In the second part of The Billionaire Battle Over Oil, we look at the outcome of the proposed deal between Occidental Petroleum and Anadarko.

After a contentious few weeks between Carl Icahn’s continuing proxy war against the Occidental Petroleum (Oxy)-Anadarko deal and the awaiting of the passing vote from shareholders in order for the acquisition to be completed, news has once again been made. Not surprisingly, the proposal passed with a 99% vote in favour of the deal that gives them $72.34 per share (based on last Wednesday’s price); Oxy and Anadarko secured the largest deal in the oil and gas industry since Royal Dutch Shell and BG Group.

However, with big deals come big costs, and the aforementioned is no exception. It adds over USD 40 billion to Oxy’s capital structure and leaves the company “with less flexibility to confront commodity price volatility” in the future. It is no surprise that Icahn chose to launch a proxy war and call for a replacement of board members in the wake of the deal.
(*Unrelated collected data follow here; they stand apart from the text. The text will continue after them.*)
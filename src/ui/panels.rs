//! Side panels: personalization settings overlay and milestone celebration.

use ratatui::{
    layout::Rect,
    style::{Modifier, Style},
    text::{Line, Span},
    widgets::{Block, Borders, Clear, Paragraph},
    Frame,
};

use crate::config::AppConfig;
use crate::models::WeeklySummary;

use super::layout::{centered_rect, LayoutContext};
use super::theme::{
    COLOR_ACCENT, COLOR_BORDER, COLOR_BORDER_FOCUSED, COLOR_DIALOG_BG, COLOR_DIM, COLOR_HEADER,
    COLOR_MUTED,
};

const SETTINGS_HEIGHT: u16 = 11;

/// Read-only view of the effective configuration.
pub fn render_settings_panel(frame: &mut Frame, area: Rect, config: &AppConfig) {
    let ctx = LayoutContext::from_rect(area);
    let popup = centered_rect(ctx.bounded_width(50, 36, 60), SETTINGS_HEIGHT, area);
    frame.render_widget(Clear, popup);

    let block = Block::default()
        .borders(Borders::ALL)
        .border_style(Style::default().fg(COLOR_BORDER_FOCUSED))
        .style(Style::default().bg(COLOR_DIALOG_BG))
        .title(Span::styled(
            " Personalize Dashboard ",
            Style::default().fg(COLOR_HEADER).add_modifier(Modifier::BOLD),
        ));

    let breathing = &config.breathing;
    let config_path = AppConfig::default_path()
        .map(|p| p.display().to_string())
        .unwrap_or_else(|| "(none)".to_string());

    let lines = vec![
        setting_line("Breath tick", format!("{:.1}s", breathing.tick_interval().as_secs_f64())),
        setting_line("Breaths per exercise", breathing.total_breaths().to_string()),
        setting_line("Frame tick", format!("{}ms", config.frame_tick().as_millis())),
        setting_line(
            "Show milestones",
            if config.show_milestones { "yes" } else { "no" }.to_string(),
        ),
        Line::default(),
        Line::from(Span::styled("Config file", Style::default().fg(COLOR_DIM))),
        Line::from(Span::styled(config_path, Style::default().fg(COLOR_MUTED))),
        Line::default(),
        Line::from(Span::styled("Esc to close", Style::default().fg(COLOR_MUTED))),
    ];

    frame.render_widget(Paragraph::new(lines).block(block), popup);
}

fn setting_line(label: &'static str, value: String) -> Line<'static> {
    Line::from(vec![
        Span::styled(format!("{:<22}", label), Style::default().fg(COLOR_DIM)),
        Span::styled(
            value,
            Style::default().fg(COLOR_ACCENT).add_modifier(Modifier::BOLD),
        ),
    ])
}

/// Celebrate the week so far.
pub fn render_milestones(frame: &mut Frame, area: Rect, summary: &WeeklySummary) {
    let block = Block::default()
        .borders(Borders::ALL)
        .border_style(Style::default().fg(COLOR_BORDER))
        .title(Span::styled(
            " Milestones ",
            Style::default().fg(COLOR_HEADER).add_modifier(Modifier::BOLD),
        ));

    let lines = vec![
        Line::from(vec![
            Span::styled("★ ", Style::default().fg(COLOR_ACCENT)),
            Span::raw(format!("{} sessions completed this week", summary.sessions)),
        ]),
        Line::from(vec![
            Span::styled("★ ", Style::default().fg(COLOR_ACCENT)),
            Span::raw(format!(
                "{}% of your plan done, averaging {} minutes",
                summary.completion_percent, summary.average_minutes
            )),
        ]),
        Line::from(Span::styled(
            "Keep going, you're doing great.",
            Style::default().fg(COLOR_DIM),
        )),
    ];

    frame.render_widget(Paragraph::new(lines).block(block), area);
}
//! Judge orchestration.
//!
//! One submission runs through a fixed sequence: register its completion
//! route, acquire a sandbox, prepare the work directory, compile, run every
//! test, release the sandbox, report. Stages run one after another and are
//! the only writers of their [`Submission`] while they run.

mod compile;
mod report;
mod testcase;
mod verdict;

pub use compile::CompileOutcome;
pub use report::{Diagnostics, JudgeReport, TestOutcome};
pub use testcase::read_manifest;
pub use verdict::{classify, outputs_match, Verdict};

use std::path::PathBuf;
use std::sync::Arc;

use tokio::sync::oneshot;
use tracing::{error, info, instrument, warn};

use crate::config::Config;
use crate::correlator::{CompletionSlot, Correlator};
use crate::error::JudgeError;
use crate::intake::SubmissionRequest;
use crate::language::Language;
use crate::sandbox::{Sandbox, SandboxManager, SandboxRuntime};
use crate::transport::{CommandRequest, CompletionRecord, ControlClient, Mode};

/// One judged program and everything learned about it so far.
#[derive(Debug, Clone)]
pub struct Submission {
    pub session_id: String,
    pub source_path: PathBuf,
    pub language: Language,
    pub testcase_dir: PathBuf,
    pub score: i64,

    /// Work directory inside the sandbox.
    pub work_dir: String,
    pub artifact_path: String,

    pub tests: Vec<TestOutcome>,
    pub overall_elapsed_ms: i64,
    pub overall_verdict: Verdict,
    pub diagnostics: Diagnostics,
}

impl Submission {
    pub fn new(request: SubmissionRequest, config: &Config) -> Self {
        let work_dir = config.work_dir(&request.session_id);
        let artifact_path = request.language.profile().artifact_path(&work_dir);
        Self {
            session_id: request.session_id,
            source_path: request.source_path,
            language: request.language,
            testcase_dir: request.testcase_dir,
            score: request.score,
            work_dir,
            artifact_path,
            tests: Vec::new(),
            overall_elapsed_ms: 0,
            overall_verdict: Verdict::Accepted,
            diagnostics: Diagnostics::default(),
        }
    }

    /// Record one test and fold it into the overall time and verdict.
    pub fn record(&mut self, outcome: TestOutcome) {
        self.overall_elapsed_ms = self.overall_elapsed_ms.max(outcome.elapsed_ms);
        self.overall_verdict = self.overall_verdict.max(outcome.verdict);
        self.tests.push(outcome);
    }

    /// Build the report for how the stages ended.
    pub fn report(&mut self, status: StageStatus) -> JudgeReport {
        match status {
            StageStatus::Judged => JudgeReport::judged(
                &self.session_id,
                self.overall_elapsed_ms,
                self.overall_verdict,
                self.score,
                &self.tests,
                &self.diagnostics,
            ),
            StageStatus::CompileFailed => self.fail(Verdict::CompileError),
            StageStatus::Failed => self.fail(Verdict::InternalError),
        }
    }

    fn fail(&mut self, verdict: Verdict) -> JudgeReport {
        self.overall_verdict = verdict;
        JudgeReport::failed(&self.session_id, verdict, &self.diagnostics)
    }

    fn fail_with(&mut self, error: &JudgeError) -> JudgeReport {
        self.diagnostics.note(format_args!("{error}"));
        self.fail(Verdict::InternalError)
    }
}

/// How a submission's stages ended.
#[derive(Debug, Clone, Copy, PartialEq, Eq)]
pub enum StageStatus {
    /// Every test ran; the verdict comes from the tests.
    Judged,
    /// The compiler rejected the program.
    CompileFailed,
    /// Transport, sandbox, or test-set failure.
    Failed,
}

/// One submission's channel to its sandbox: commands out through the
/// control client, completions back through its private route.
pub struct Session<R> {
    config: Arc<Config>,
    control: ControlClient,
    runtime: Arc<R>,
    sandbox: Sandbox,
    slot: CompletionSlot,
}

impl<R: SandboxRuntime> Session<R> {
    /// Send one command and wait for this session's next completion.
    async fn round(&mut self, command: String, mode: Mode) -> Result<CompletionRecord, JudgeError> {
        let request = CommandRequest::new(&self.sandbox.name, command, mode);
        self.control.send(&self.sandbox.address, &request).await?;
        self.slot.wait(self.config.completion_timeout()).await
    }

    async fn write_file(&self, path: &str, contents: &[u8]) -> Result<(), JudgeError> {
        self.runtime
            .write_file(&self.sandbox.name, path, contents)
            .await
            .map_err(|e| JudgeError::sandbox(&self.sandbox.name, e))
    }

    async fn read_file(&self, path: &str) -> Result<Vec<u8>, JudgeError> {
        self.runtime
            .read_file(&self.sandbox.name, path)
            .await
            .map_err(|e| JudgeError::sandbox(&self.sandbox.name, e))
    }
}

/// The judging engine shared by every submission task.
pub struct Judge<R> {
    config: Arc<Config>,
    sandboxes: SandboxManager<R>,
    correlator: Arc<Correlator>,
    runtime: Arc<R>,
}

impl<R> Clone for Judge<R> {
    fn clone(&self) -> Self {
        Self {
            config: Arc::clone(&self.config),
            sandboxes: self.sandboxes.clone(),
            correlator: Arc::clone(&self.correlator),
            runtime: Arc::clone(&self.runtime),
        }
    }
}

impl<R: SandboxRuntime + 'static> Judge<R> {
    pub fn new(config: Arc<Config>, runtime: Arc<R>, correlator: Arc<Correlator>) -> Self {
        Self {
            sandboxes: SandboxManager::new(Arc::clone(&runtime), &config),
            config,
            correlator,
            runtime,
        }
    }

    pub fn config(&self) -> &Config {
        &self.config
    }

    /// Judge one submission line and deliver the outcome to the backend.
    pub async fn handle(&self, line: &str) {
        let report = self.evaluate(line).await;
        if let Err(e) = report.deliver(&self.config.backend_addr).await {
            error!(session = %report.session_id, error = %e, "Failed to deliver result");
        }
    }

    /// Judge one submission line.
    ///
    /// Always yields a report. The sandbox, once created, is released on
    /// every path, including a panic inside the stages.
    pub async fn evaluate(&self, line: &str) -> JudgeReport {
        let request = match SubmissionRequest::parse(line) {
            Ok(request) => request,
            Err(rejection) => {
                warn!(session = %rejection.session_id, reason = %rejection.reason, "Rejected submission");
                let mut diagnostics = Diagnostics::default();
                diagnostics.note(format_args!("{}", rejection.reason));
                return JudgeReport::failed(
                    &rejection.session_id,
                    Verdict::InternalError,
                    &diagnostics,
                );
            }
        };

        let mut submission = Submission::new(request, &self.config);
        self.judge(&mut submission).await
    }

    #[instrument(skip_all, fields(session = %submission.session_id, language = %submission.language))]
    async fn judge(&self, submission: &mut Submission) -> JudgeReport {
        info!("Judging submission");

        let slot = match self.correlator.register(&submission.session_id) {
            Ok(slot) => slot,
            Err(e) => return submission.fail_with(&e),
        };
        let sandbox = match self
            .sandboxes
            .acquire(&submission.session_id, &mut submission.diagnostics)
            .await
        {
            Ok(sandbox) => sandbox,
            Err(e) => return submission.fail_with(&e),
        };

        let session = Session {
            config: Arc::clone(&self.config),
            control: ControlClient::new(self.config.control_port),
            runtime: Arc::clone(&self.runtime),
            sandbox: sandbox.clone(),
            slot,
        };

        let (trace_tx, trace_rx) = oneshot::channel();
        let mut owned = submission.clone();
        let task = tokio::spawn(async move {
            let mut trace = UnwindTrace {
                submission: &mut owned,
                tx: Some(trace_tx),
            };
            let status = run_stages(&mut *trace.submission, session).await;
            trace.tx = None;
            drop(trace);
            (owned, status)
        });
        let status = match task.await {
            Ok((finished, status)) => {
                *submission = finished;
                status
            }
            Err(e) => {
                error!(error = %e, "Judge task aborted");
                if let Ok(trace) = trace_rx.await {
                    submission.diagnostics = trace;
                }
                submission.diagnostics.note(format_args!("judge task aborted: {e}"));
                StageStatus::Failed
            }
        };

        self.sandboxes
            .release(sandbox, &mut submission.diagnostics)
            .await;

        let report = submission.report(status);
        info!(verdict = %submission.overall_verdict, "Submission judged");
        report
    }
}

/// Hands the stages' diagnostics back to the judge when the stage task
/// unwinds before returning its submission.
struct UnwindTrace<'a> {
    submission: &'a mut Submission,
    tx: Option<oneshot::Sender<Diagnostics>>,
}

impl Drop for UnwindTrace<'_> {
    fn drop(&mut self) {
        if let Some(tx) = self.tx.take() {
            tx.send(self.submission.diagnostics.clone()).ok();
        }
    }
}

async fn run_stages<R: SandboxRuntime>(
    submission: &mut Submission,
    mut session: Session<R>,
) -> StageStatus {
    if let Err(e) = compile::prepare(submission, &mut session).await {
        submission.diagnostics.note(format_args!("{e}"));
        return StageStatus::Failed;
    }

    match compile::compile(submission, &mut session).await {
        Ok(CompileOutcome::Proceed) => {}
        Ok(CompileOutcome::CompileFailed) => return StageStatus::CompileFailed,
        Err(e) => {
            submission.diagnostics.note(format_args!("{e}"));
            return StageStatus::Failed;
        }
    }

    match testcase::run_testcases(submission, &mut session).await {
        Ok(()) => StageStatus::Judged,
        Err(e) => {
            submission.diagnostics.note(format_args!("{e}"));
            StageStatus::Failed
        }
    }
}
Not to mention, Occidental Petroleum is selling USD 13 billion of debt to finance the acquisition after receiving more than USD 75 billion in orders for the deal at its peak. That’s the biggest demand for a debt sale since Aramco, but how will this play out?

Occidental will carry out the bond sale in 10 parts, the longest portion being a 30-year bond that yields around 2.25%. Further, to aid in the USD 10-15 billion divestment plan, Oxy has decided to sell off Anadarko assets in Africa to Total SA of France. The company is also searching for a buyer to hold majority control in the pipeline operator Western Midstream Partners LP, which Occidental is slated to inherit after the takeover.

The first week of August saw Occidental hedge nearly 40% of its combined oil production into 2020 as well, all in an attempt to reassure shareholders that dividend payouts will be possible while taking on an increased debt load.

While the deal may be a win from the company’s perspective, analysts and the market have voiced otherwise. Company ratings from analysts covering Occidental shifted, with the most telling from Evercore ISI “The company’s ‘Pledge’ for greater capital discipline and enhanced corporate governance proved fleeting with ROCE to decline significantly due to the Anadarko transaction. The commensurate decline in valuation places OXY at a 10-year low in the equity market.” The deal is claimed to be value-destructive, and the market bared its teeth towards Occidental and its antics; Year to date (YTD) shares are down nearly 26%, off more than 41% from the trailing twelve-month period, and down 30% since the acquisition was announced.

Generally, good financial stewardship hedges against overvalued, high-impact dealings. Thus, it begs the question: how could such a complex deal be so vigorously accepted internally, despite market kickback and open disagreement?

Viewing Occidental’s board of directors and their relevant skills and expertise within CGLytics’ platform, it is apparent that financial expertise and oversight is lacking.

Occidental Petroleum Corporation’s Board Expertise

Source: CGLytics Data and Analytics

It is possible that the lack of financial oversight was manifested when Occidental Petroleum decided to move forward with its acquisition and outbid Chevron for Anadarko. Increased financial responsibility may have produced different results, but the oil industry is ridden with mergers, acquisitions, and deals that walk a fine line in terms of good corporate governance practices.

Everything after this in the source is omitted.